### Records from a data source

use anyhow::Result;
use colored::Colorize;
use groot_core::{InitStatus, Repository, GROOT_DIR};
use std::path::PathBuf;

pub fn run(repo: Option<PathBuf>) -> Result<()> {
    let work_dir = super::get_work_dir(repo);
    let (_, status) = Repository::init(&work_dir)?;

    match status {
        InitStatus::Created => {
            println!(
                "{} {}",
                "✓ Initialized empty repository in".green().bold(),
                work_dir.join(GROOT_DIR).display()
            );
        }
        InitStatus::AlreadyInitialized => {
            println!("{}", format!("Already initialised the {} folder", GROOT_DIR).yellow());
        }
    }

    Ok(())
}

### What this task involves
Copy all lines above where "println" is present.

### Written response
            println!(
            println!("{}", format!("Already initialised the {} folder", GROOT_DIR).yellow());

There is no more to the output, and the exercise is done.